(Stored items from a collection)
☆ ☆ ☆ ☆ ☆ ☆ ☆

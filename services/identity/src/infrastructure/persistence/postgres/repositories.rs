//! 基于连接池的 Repository 实现

use agora_common::UserId;
use agora_errors::AppResult;
use async_trait::async_trait;
use chrono::{DateTime, Utc};
use sqlx::PgPool;

use super::sql;
use crate::domain::repositories::{UserRepository, VerificationTokenRepository};
use crate::domain::user::{User, VerificationToken};
use crate::domain::value_objects::{Email, Username};

pub struct PostgresUserRepository {
    pool: PgPool,
}

impl PostgresUserRepository {
    pub fn new(pool: PgPool) -> Self {
        Self { pool }
    }
}

#[async_trait]
impl UserRepository for PostgresUserRepository {
    async fn find_by_id(&self, id: &UserId) -> AppResult<Option<User>> {
        sql::find_user_by_id(&self.pool, id).await
    }

    async fn find_by_username(&self, username: &Username) -> AppResult<Option<User>> {
        sql::find_user_by_username(&self.pool, username.as_str()).await
    }

    async fn find_by_email(&self, email: &Email) -> AppResult<Option<User>> {
        sql::find_user_by_email(&self.pool, email.as_str()).await
    }

    async fn save(&self, user: &User) -> AppResult<()> {
        sql::insert_user(&self.pool, user).await
    }

    async fn update(&self, user: &User) -> AppResult<()> {
        sql::update_user(&self.pool, user).await
    }
}

pub struct PostgresVerificationTokenRepository {
    pool: PgPool,
}

impl PostgresVerificationTokenRepository {
    pub fn new(pool: PgPool) -> Self {
        Self { pool }
    }
}

#[async_trait]
impl VerificationTokenRepository for PostgresVerificationTokenRepository {
    async fn save(&self, token: &VerificationToken) -> AppResult<()> {
        sql::insert_token(&self.pool, token).await
    }

    async fn find_by_token(&self, token: &str) -> AppResult<Option<VerificationToken>> {
        sql::find_token(&self.pool, token).await
    }

    async fn mark_consumed(&self, token: &str, at: DateTime<Utc>) -> AppResult<bool> {
        sql::mark_token_consumed(&self.pool, token, at).await
    }

    async fn delete_unconsumed_for_user(&self, user_id: &UserId) -> AppResult<u64> {
        sql::delete_unconsumed_tokens(&self.pool, user_id).await
    }

    async fn delete_expired(&self, now: DateTime<Utc>) -> AppResult<u64> {
        sql::delete_expired_tokens(&self.pool, now).await
    }
}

☆ ☆ ☆ ☆ ☆ ☆ ☆

[Directions] With "domain" as the search string, filter the records and return each line that has it.

[Exercise response]
use crate::domain::repositories::{UserRepository, VerificationTokenRepository};
use crate::domain::user::{User, VerificationToken};
use crate::domain::value_objects::{Email, Username};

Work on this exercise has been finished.